Why Purple Tern?

Arctic terns have one of the longest migration paths on the planet. They cover an estimated 2.4 million km in their approximately 30-year life-span. They are built for long-distance travel, and not averse to making extensive detours "to find better feeding grounds or avoid inclement weather".

PT (the author of these blog posts) sympathizes with this lifestyle 100%. She's not sure she believes in totem animals, but if she had one, it would be an arctic tern.

Purple, on the other hand, comes from a well-loved poem by Jenny Joseph. It begins: "When I am an old woman I shall wear purple." PT is not an old woman, but she can't help feeling that "old" is waiting just round the corner.

Joseph, having talked about all the outrageous things she plans to do when she's old (to make up for the crushing restraint of life as a responsible adult), says at the end: "But maybe I ought to practise a little now? So people who know me are not too shocked and surprised, when suddenly I am old, and start to wear purple."

blogger PT intends to practise being purple. So that when she's old, she'll have it down to a fine art.

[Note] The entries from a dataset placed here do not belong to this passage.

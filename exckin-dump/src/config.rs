use std::f64::consts::PI;
use std::path::Path;

use serde_derive::{Deserialize, Serialize};

use exckin_core::linkage::LinkageGeometry;

/// Range of one actuator, cylinder extension or slew angle.
#[derive(Debug, Clone, Copy, Serialize, Deserialize)]
pub struct Stroke {
    /// Lower bound.
    pub min: f64,
    /// Upper bound.
    pub max: f64,
}

impl Stroke {
    pub fn new(min: f64, max: f64) -> Self {
        Self { min, max }
    }
}

/// Actuator ranges used for sampling and sweeping.
#[derive(Debug, Clone, Copy, Serialize, Deserialize)]
pub struct StrokeRanges {
    /// Boom cylinder stroke.
    pub boom: Stroke,
    /// Arm cylinder stroke.
    pub arm: Stroke,
    /// Attachment cylinder stroke.
    pub attachment: Stroke,
    /// Slew angle range in radians.
    pub slew: Stroke,
}

impl Default for StrokeRanges {
    fn default() -> Self {
        Self {
            boom: Stroke::new(0.0, 10.0),
            arm: Stroke::new(0.0, 8.0),
            attachment: Stroke::new(0.0, 6.0),
            slew: Stroke::new(-PI, PI),
        }
    }
}

/// Axis and view hints passed through to the plotting collaborator.
///
/// None of these affect the computed geometry.
#[derive(Debug, Clone, Copy, Serialize, Deserialize)]
pub struct Viewport {
    /// X axis limits.
    pub xlim: [f64; 2],
    /// Y axis limits.
    pub ylim: [f64; 2],
    /// Z axis limits.
    pub zlim: [f64; 2],
    /// Azimuth view angle in degrees.
    pub azimuth: f64,
    /// Elevation view angle in degrees.
    pub elevation: f64,
}

impl Default for Viewport {
    fn default() -> Self {
        Self {
            xlim: [0.0, 80.0],
            ylim: [0.0, 80.0],
            zlim: [0.0, 50.0],
            azimuth: -137.0,
            elevation: 35.0,
        }
    }
}

/// Dump tool configuration.
///
/// Scalar fields precede the tables so the document serializes back to
/// valid TOML.
#[derive(Debug, Clone, Serialize, Deserialize)]
pub struct DumpConfig {
    /// Number of point cloud samples.
    #[serde(default = "default_samples")]
    pub samples: usize,
    /// Linkage dimension table.
    #[serde(default = "crate::linkage::test_bed")]
    pub linkage: LinkageGeometry,
    /// Actuator ranges.
    #[serde(default)]
    pub stroke: StrokeRanges,
    /// Plotting hints.
    #[serde(default)]
    pub viewport: Viewport,
}

fn default_samples() -> usize {
    1_000
}

impl Default for DumpConfig {
    fn default() -> Self {
        Self {
            samples: default_samples(),
            linkage: crate::linkage::test_bed(),
            stroke: StrokeRanges::default(),
            viewport: Viewport::default(),
        }
    }
}

impl DumpConfig {
    /// Read configuration from the first candidate path that exists.
    ///
    /// Falls back to the built-in test bed configuration when none of
    /// the candidates is present.
    pub fn try_from_file<T: AsRef<str>>(paths: Vec<T>) -> anyhow::Result<Self> {
        for path in &paths {
            if Path::new(path.as_ref()).exists() {
                let contents = std::fs::read_to_string(path.as_ref())?;

                return Ok(toml::from_str(&contents)?);
            }
        }

        Ok(Self::default())
    }
}
// Copyright (C) 2024 Laixer Equipment B.V.
// All rights reserved.
//
// This software may be modified and distributed under the terms
// of the included license.  See the LICENSE file for details.

use clap::{Parser, Subcommand};

use exckin_core::algorithm::fk::ForwardKinematics;
use exckin_core::geometry::shortest_rotation;
use exckin_core::linkage::ActuatorState;

mod config;
mod linkage;
mod palette;

#[derive(Parser)]
#[command(author = "Copyright (C) 2024 Laixer Equipment B.V.")]
#[command(version, propagate_version = true)]
#[command(about = "Excavator linkage inspection tool", long_about = None)]
struct Args {
    /// Configuration file.
    #[arg(short, long)]
    config: Option<String>,
    /// Level of verbosity.
    #[arg(short, long, action = clap::ArgAction::Count)]
    verbose: u8,
    #[command(subcommand)]
    command: Command,
}

#[derive(Subcommand)]
enum Command {
    /// Solve a single pose and print its line segments.
    Pose {
        /// Boom cylinder extension.
        boom: f64,
        /// Arm cylinder extension.
        arm: f64,
        /// Attachment cylinder extension.
        attachment: f64,
        /// Slew angle in radians.
        #[arg(allow_negative_numbers = true)]
        slew: f64,
    },
    /// Sample actuator states and dump the effector point cloud.
    Cloud {
        /// Number of samples, overrides the configured count.
        #[arg(short = 'n', long)]
        samples: Option<usize>,
        /// Output file.
        #[arg(short, long, default_value = "cloud.csv")]
        output: String,
    },
    /// Sweep the stroke envelope and report reach extents.
    Envelope {
        /// Grid resolution per actuator.
        #[arg(short, long, default_value_t = 25)]
        resolution: usize,
    },
}

fn main() -> anyhow::Result<()> {
    let args = Args::parse();

    let mut log_config = simplelog::ConfigBuilder::new();
    log_config.set_time_offset_to_local().ok();
    log_config.set_time_format_rfc2822();
    log_config.set_target_level(log::LevelFilter::Off);
    log_config.set_location_level(log::LevelFilter::Off);

    let log_level = match args.verbose {
        0 => log::LevelFilter::Error,
        1 => log::LevelFilter::Info,
        2 => log::LevelFilter::Debug,
        _ => log::LevelFilter::Trace,
    };

    simplelog::TermLogger::init(
        log_level,
        log_config.build(),
        simplelog::TerminalMode::Mixed,
        simplelog::ColorChoice::Auto,
    )?;

    let local_config = std::env::current_dir()?.join("exckin.toml");

    let config = if let Some(path) = args.config.as_deref() {
        config::DumpConfig::try_from_file(vec![path])?
    } else {
        // Try the global system location first, then the local directory.
        config::DumpConfig::try_from_file(vec![
            "/etc/exckin/exckin.toml",
            local_config.to_str().unwrap(),
        ])?
    };

    log::trace!("{:#?}", config);

    match args.command {
        Command::Pose {
            boom,
            arm,
            attachment,
            slew,
        } => pose(
            &config,
            ActuatorState::new(boom, arm, attachment, shortest_rotation(slew)),
        ),
        Command::Cloud { samples, output } => {
            cloud(&config, samples.unwrap_or(config.samples), &output)
        }
        Command::Envelope { resolution } => envelope(&config, resolution),
    }
}

fn pose(config: &config::DumpConfig, state: ActuatorState) -> anyhow::Result<()> {
    let fk = ForwardKinematics::new(config.linkage);

    let angles = fk.joint_angles(&state)?;
    log::debug!(
        "Slew:       {:5.2}rad {:6.2}°",
        angles.slew,
        angles.slew.to_degrees()
    );
    log::debug!(
        "Boom:       {:5.2}rad {:6.2}°",
        angles.boom,
        angles.boom.to_degrees()
    );
    log::debug!(
        "Arm:        {:5.2}rad {:6.2}°",
        angles.arm,
        angles.arm.to_degrees()
    );
    log::debug!(
        "Attachment: {:5.2}rad {:6.2}°",
        angles.attachment,
        angles.attachment.to_degrees()
    );

    let pose = fk.pose(&angles);

    let names = ["frame", "boom", "arm", "attachment", "effector"];
    let mut colors = palette::ColorCycle::new();

    for (name, (from, to)) in names.iter().zip(pose.segments()) {
        println!(
            "{:<12} ({:7.2}, {:7.2}, {:7.2}) -> ({:7.2}, {:7.2}, {:7.2})  {}",
            name,
            from.x,
            from.y,
            from.z,
            to.x,
            to.y,
            to.z,
            colors.next().unwrap()
        );
    }

    log::info!("Effector at {}", pose);
    log::info!(
        "Viewport: azimuth {}°, elevation {}°",
        config.viewport.azimuth,
        config.viewport.elevation
    );

    Ok(())
}

fn cloud(config: &config::DumpConfig, samples: usize, output: &str) -> anyhow::Result<()> {
    use rand::Rng;

    let fk = ForwardKinematics::new(config.linkage);
    let stroke = &config.stroke;

    let mut writer = csv::Writer::from_path(output)?;
    writer.write_record(["boom", "arm", "attachment", "slew", "x", "y", "z"])?;

    let mut rng = rand::thread_rng();
    let mut unreachable = 0;

    for _ in 0..samples {
        let state = ActuatorState::new(
            rng.gen_range(stroke.boom.min..=stroke.boom.max),
            rng.gen_range(stroke.arm.min..=stroke.arm.max),
            rng.gen_range(stroke.attachment.min..=stroke.attachment.max),
            rng.gen_range(stroke.slew.min..=stroke.slew.max),
        );

        match fk.solve(&state) {
            Ok(pose) => {
                writer.write_record([
                    state.boom.to_string(),
                    state.arm.to_string(),
                    state.attachment.to_string(),
                    state.slew.to_string(),
                    pose.effector.x.to_string(),
                    pose.effector.y.to_string(),
                    pose.effector.z.to_string(),
                ])?;
            }
            Err(e) => {
                unreachable += 1;
                log::warn!("Skipping sample {}: {}", state, e);
            }
        }
    }

    writer.flush()?;

    log::info!(
        "Wrote {} samples to {} ({} unreachable)",
        samples - unreachable,
        output,
        unreachable
    );

    Ok(())
}

fn envelope(config: &config::DumpConfig, resolution: usize) -> anyhow::Result<()> {
    let fk = ForwardKinematics::new(config.linkage);
    let stroke = &config.stroke;

    let resolution = resolution.max(2);
    let step = |range: &config::Stroke, index: usize| {
        range.min + (range.max - range.min) * index as f64 / (resolution - 1) as f64
    };

    let mut reach = (f64::INFINITY, f64::NEG_INFINITY);
    let mut height = (f64::INFINITY, f64::NEG_INFINITY);
    let mut unreachable = 0;

    for boom in 0..resolution {
        for arm in 0..resolution {
            for attachment in 0..resolution {
                let state = ActuatorState::new(
                    step(&stroke.boom, boom),
                    step(&stroke.arm, arm),
                    step(&stroke.attachment, attachment),
                    0.0,
                );

                match fk.solve(&state) {
                    Ok(pose) => {
                        reach.0 = reach.0.min(pose.effector.x);
                        reach.1 = reach.1.max(pose.effector.x);
                        height.0 = height.0.min(pose.effector.z);
                        height.1 = height.1.max(pose.effector.z);
                    }
                    Err(e) => {
                        unreachable += 1;
                        log::debug!("Unreachable grid point {}: {}", state, e);
                    }
                }
            }
        }
    }

    let total = resolution.pow(3);

    println!("Grid points:  {}", total);
    println!("Unreachable:  {}", unreachable);
    if unreachable < total {
        println!("Reach:        {:.2} .. {:.2}", reach.0, reach.1);
        println!("Height:       {:.2} .. {:.2}", height.0, height.1);
    }

    Ok(())
}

She wants, in short, to be a Purple Tern...

The Purple Tern blog set out with the intention of documenting the unfolding experiment of a purpler post-work life. It envisaged a twofold endeavour. There would be the local element, as we explored our new home, Sarawak. And there would be the more ambitious side, as we saw how far we could travel with a finite amount of all the things that are needed for a big OE: money, energy, health, environmental "permission", and the tenacity and determination required to subdue the mounting forces of anti-nomadism.

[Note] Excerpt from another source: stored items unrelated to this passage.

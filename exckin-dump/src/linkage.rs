use exckin_core::linkage::LinkageGeometry;

/// Linkage table of the laboratory test bed, in centimeters.
///
/// Measured on the instrumented mini excavator; the cylinder triangles
/// stay well-posed over the full stroke envelope (boom 0-10, arm 0-8,
/// attachment 0-6).
pub(crate) fn test_bed() -> LinkageGeometry {
    LinkageGeometry {
        a1: 12.0,
        a2: 33.0,
        a3: 16.0,
        a4: 9.6,
        gnd_offset: 17.1,
        r_cyl1: 22.5,
        r_o1a: 7.0,
        r_o1b: 27.0,
        a_b12: 0.74,
        a_a1x1: 0.223,
        r_cyl2: 21.9,
        r_o2c: 23.5,
        r_o2d: 7.5,
        a_12c: 1.6,
        a_d23: 1.242,
        r_cyl3: 12.0,
        r_ef: 6.5,
        r_fh: 14.0,
        a_dfe: 0.85,
        r_o3f: 4.5,
        r_o3g: 7.0,
        r_gh: 7.5,
        a_g34: 0.85,
        a_23d: 0.29,
    }
}
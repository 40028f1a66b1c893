use serde::{Deserialize, Serialize};

/// Excavator linkage dimension table.
///
/// Lengths are in centimeters, fixed angles in radians. The field names
/// follow the pivot labeling of the linkage drawings: `O1`, `O2` and
/// `O3` are the boom, arm and attachment pivots, `A` through `H` the
/// cylinder and coupler pins, and `x1` the frame reference axis. A
/// prefix of `r_` denotes a pin-to-pin distance, `a_` a fixed angle
/// between rigid sub-triangles.
///
/// The table is immutable machine data; every solver call borrows it
/// read-only.
#[derive(Debug, Clone, Copy, PartialEq, Serialize, Deserialize)]
pub struct LinkageGeometry {
    /// Slew axis to boom pivot offset.
    pub a1: f64,
    /// Boom length, pivot to pivot.
    pub a2: f64,
    /// Arm length, pivot to pivot.
    pub a3: f64,
    /// Attachment length, pivot to edge.
    pub a4: f64,
    /// Vertical distance from the ground to the slew frame pivot.
    pub gnd_offset: f64,

    /// Boom cylinder length at full retraction.
    pub r_cyl1: f64,
    /// Boom pivot to cylinder base pin.
    pub r_o1a: f64,
    /// Boom pivot to cylinder rod pin.
    pub r_o1b: f64,
    /// Fixed angle between the rod pin and the boom line.
    pub a_b12: f64,
    /// Fixed angle between the base pin and the frame axis.
    pub a_a1x1: f64,

    /// Arm cylinder length at full retraction.
    pub r_cyl2: f64,
    /// Arm pivot to cylinder base pin.
    pub r_o2c: f64,
    /// Arm pivot to cylinder rod pin.
    pub r_o2d: f64,
    /// Fixed angle between the boom line and the cylinder base pin.
    pub a_12c: f64,
    /// Fixed angle between the cylinder rod pin and the arm line.
    pub a_d23: f64,

    /// Attachment cylinder length at full retraction.
    pub r_cyl3: f64,
    /// Coupler pin E to coupler pin F.
    pub r_ef: f64,
    /// Coupler pin F to coupler pin H.
    pub r_fh: f64,
    /// Attachment pivot to coupler pin F.
    pub r_o3f: f64,
    /// Attachment pivot to coupler pin G.
    pub r_o3g: f64,
    /// Coupler pin G to coupler pin H.
    pub r_gh: f64,
    /// Fixed angle of the DFE coupler plate.
    pub a_dfe: f64,
    /// Fixed angle between coupler pin G and the attachment line.
    pub a_g34: f64,
    /// Fixed angle between the arm line and the cylinder base pin.
    pub a_23d: f64,
}

/// Instantaneous actuator configuration.
///
/// Cylinder extensions are measured from full retraction, in the same
/// unit as the linkage table. The slew angle is in radians.
#[derive(Debug, Clone, Copy, PartialEq, Serialize, Deserialize)]
pub struct ActuatorState {
    /// Boom cylinder extension.
    pub boom: f64,
    /// Arm cylinder extension.
    pub arm: f64,
    /// Attachment cylinder extension.
    pub attachment: f64,
    /// Slew angle about the vertical axis.
    pub slew: f64,
}

impl ActuatorState {
    pub fn new(boom: f64, arm: f64, attachment: f64, slew: f64) -> Self {
        Self {
            boom,
            arm,
            attachment,
            slew,
        }
    }
}

impl From<(f64, f64, f64, f64)> for ActuatorState {
    fn from(value: (f64, f64, f64, f64)) -> Self {
        Self::new(value.0, value.1, value.2, value.3)
    }
}

impl std::fmt::Display for ActuatorState {
    fn fmt(&self, f: &mut std::fmt::Formatter<'_>) -> std::fmt::Result {
        write!(
            f,
            "Boom: {:.2} Arm: {:.2} Attachment: {:.2} Slew: {:.2}rad",
            self.boom, self.arm, self.attachment, self.slew
        )
    }
}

A massive and unexpected wing-clipper, of course, was the covid fiasco...

Three years on, and we're travelling again, although it's still hard to shake off the feeling that things could go covid-wrong at any minute.

"Inner" travel, meanwhile, is documented on The Velvet Cushion; old journeys feature on Vintage Travel; and Purple Tern's predecessor (2010-18) is still available at Travel and Food.

PT is supported in all these endeavours by her indomitable husband and a large green rucksack. (They used to be accompanied by a Small Red Bear, but he absconded in Cordoba in 2020, obviously keen to get back to Sarawak before lockdown. We hope he succeeded...)

Whatever the future shape of travel, we fully intend not to hurry the journey at all.